Vieux routier de la télévision et du cinéma, capable de fulgurances (Les Pirates du métro) comme de tristes défaillances (Les Dents de la mer 4 : La Revanche), Joseph Sargent s’acquitte de sa tâche avec l’assurance du professionnel blasé. A ne pas vouloir emprunter une voie précise, ou relancer son récit par des événements forts, Les Bootleggers oscille entre la curiosité du début, l’incrédulité du développement et la déception de ce final expédié. Une formule néanmoins payante aux États-Unis puisque le film connaîtra une suite (Gator… le doublage français a dû être ravi) réalisé par Burt Reynolds en personne. Après tout, on est jamais si bien servi que par soi-même.

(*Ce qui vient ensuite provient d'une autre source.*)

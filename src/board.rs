use std::sync::Arc;

use tracing::{debug, warn};

use crate::models::{FilterType, Student, StudentId, ViewConfig};
use crate::repository::{LoadOrigin, Loaded};
use crate::selection::Selection;
use crate::view::{derive_view, View};

/// View state driven by the presentation layer.
///
/// Holds the loaded collection read-only next to the view toggles and the
/// selection. Events are accepted while loading and act on an empty collection.
#[derive(Debug, Clone)]
pub struct Board {
    students: Arc<[Student]>,
    config: ViewConfig,
    selection: Selection,
    origin: Option<LoadOrigin>,
}

impl Board {
    pub fn loading() -> Self {
        Self {
            students: Vec::<Student>::new().into(),
            config: ViewConfig::default(),
            selection: Selection::new(),
            origin: None,
        }
    }

    pub fn from_loaded(loaded: Loaded) -> Self {
        let mut board = Self::loading();
        board.resolve(loaded);
        board
    }

    pub fn resolve(&mut self, loaded: Loaded) {
        debug!(count = loaded.students.len(), origin = ?loaded.origin, "board resolved");
        self.students = loaded.students;
        self.origin = Some(loaded.origin);
    }

    pub fn is_loading(&self) -> bool {
        self.origin.is_none()
    }

    pub fn fetch_failed(&self) -> bool {
        self.origin == Some(LoadOrigin::Unavailable)
    }

    pub fn config(&self) -> &ViewConfig {
        &self.config
    }

    pub fn selection(&self) -> &Selection {
        &self.selection
    }

    pub fn view(&self) -> View {
        derive_view(&self.students, &self.config, &self.selection)
    }

    pub fn set_filter_type(&mut self, filter_type: FilterType) {
        self.config.filter_type = filter_type;
    }

    pub fn toggle_low_attendance(&mut self) {
        self.config.show_low_attendance = !self.config.show_low_attendance;
    }

    pub fn toggle_sort(&mut self) {
        self.config.sort_by_attendance = !self.config.sort_by_attendance;
    }

    /// Ignores ids that are not in the loaded collection and returns `false`.
    pub fn toggle_student(&mut self, id: StudentId) -> bool {
        if !self.students.iter().any(|student| student.id == id) {
            warn!(id, "ignoring selection of unknown student");
            return false;
        }
        self.selection.toggle(id);
        true
    }

    pub fn clear_selection(&mut self) {
        self.selection.clear();
    }

    pub fn can_clear_selection(&self) -> bool {
        !self.selection.is_empty()
    }
}

impl Default for Board {
    fn default() -> Self {
        Self::loading()
    }
}

#[cfg(test)]
mod tests {
    use super::*;

    fn loaded(pairs: &[(u32, u8)]) -> Loaded {
        let students: Vec<Student> = pairs
            .iter()
            .map(|&(id, attendance)| Student {
                id,
                name: format!("Student {id}"),
                email: format!("student{id}@example.com"),
                city: "Wisokyburgh".to_string(),
                attendance,
            })
            .collect();
        Loaded {
            students: students.into(),
            origin: LoadOrigin::Fetched,
        }
    }

    #[test]
    fn events_while_loading_do_not_panic() {
        let mut board = Board::loading();
        board.set_filter_type(FilterType::Absent);
        board.toggle_low_attendance();
        board.toggle_sort();
        assert!(!board.toggle_student(1));
        board.clear_selection();

        let view = board.view();
        assert!(board.is_loading());
        assert!(view.display_list.is_empty());
        assert_eq!(view.counts.total, 0);
    }

    #[test]
    fn toggles_flip_config() {
        let mut board = Board::from_loaded(loaded(&[(1, 80)]));
        board.toggle_sort();
        board.toggle_low_attendance();
        assert!(board.config().sort_by_attendance);
        assert!(board.config().show_low_attendance);
        board.toggle_sort();
        board.toggle_low_attendance();
        assert_eq!(*board.config(), ViewConfig::default());
    }

    #[test]
    fn hidden_selection_survives_filter_changes() {
        let mut board = Board::from_loaded(loaded(&[(1, 80), (2, 60), (3, 75)]));
        assert!(board.toggle_student(2));

        board.set_filter_type(FilterType::Present);
        let view = board.view();
        assert!(view.display_list.iter().all(|s| s.id != 2));
        assert_eq!(view.counts.selected, 1);

        board.set_filter_type(FilterType::All);
        let view = board.view();
        assert!(view.display_list.iter().any(|s| s.id == 2));
        assert!(board.selection().contains(2));
    }

    #[test]
    fn unknown_ids_are_not_selected() {
        let mut board = Board::from_loaded(loaded(&[(1, 80)]));
        assert!(!board.toggle_student(42));
        assert!(!board.can_clear_selection());
    }

    #[test]
    fn failed_fetch_is_distinguishable_from_empty() {
        let board = Board::from_loaded(Loaded {
            students: Vec::<Student>::new().into(),
            origin: LoadOrigin::Unavailable,
        });
        assert!(!board.is_loading());
        assert!(board.fetch_failed());
        assert!(board.view().display_list.is_empty());
    }
}
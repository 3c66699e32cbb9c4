pub mod board;
pub mod error;
pub mod models;
pub mod report;
pub mod repository;
pub mod selection;
pub mod source;
pub mod store;
pub mod view;

pub use board::Board;
pub use error::{BoardError, Result};
pub use models::{AttendanceStatus, Counts, FilterType, Student, StudentId, ViewConfig};
pub use repository::{LoadOrigin, Loaded, Repository, SnapshotStore, StudentSource};
pub use selection::Selection;
pub use view::{derive_view, View};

5 réflexions sur “Les Bootleggers – Joseph Sargent

  • Ned Beatty est décédé, il y a quelque jours. Je me demande si cette critique n’a pas été faite pour la circonstance. Pour ce qui est du film, la critique de Benedict m’a permis de me décider. Burt Reynolds est un acteur que j’aime bien mais il n’a aucun film qui passe à la postérité. Charles Bronson avait Un justicier dans la ville et Il était une fois dans l’ouest, et Clint Eastwood Le Bon, la brute et le truand et L’Inspecteur Harry. Son rôle le plus mémorable c’est celui d’un mâle alpha qui se fait dégager face à des redneck dans Delivrance, pas le genre de personnage qu’on a envie de faire rappeler.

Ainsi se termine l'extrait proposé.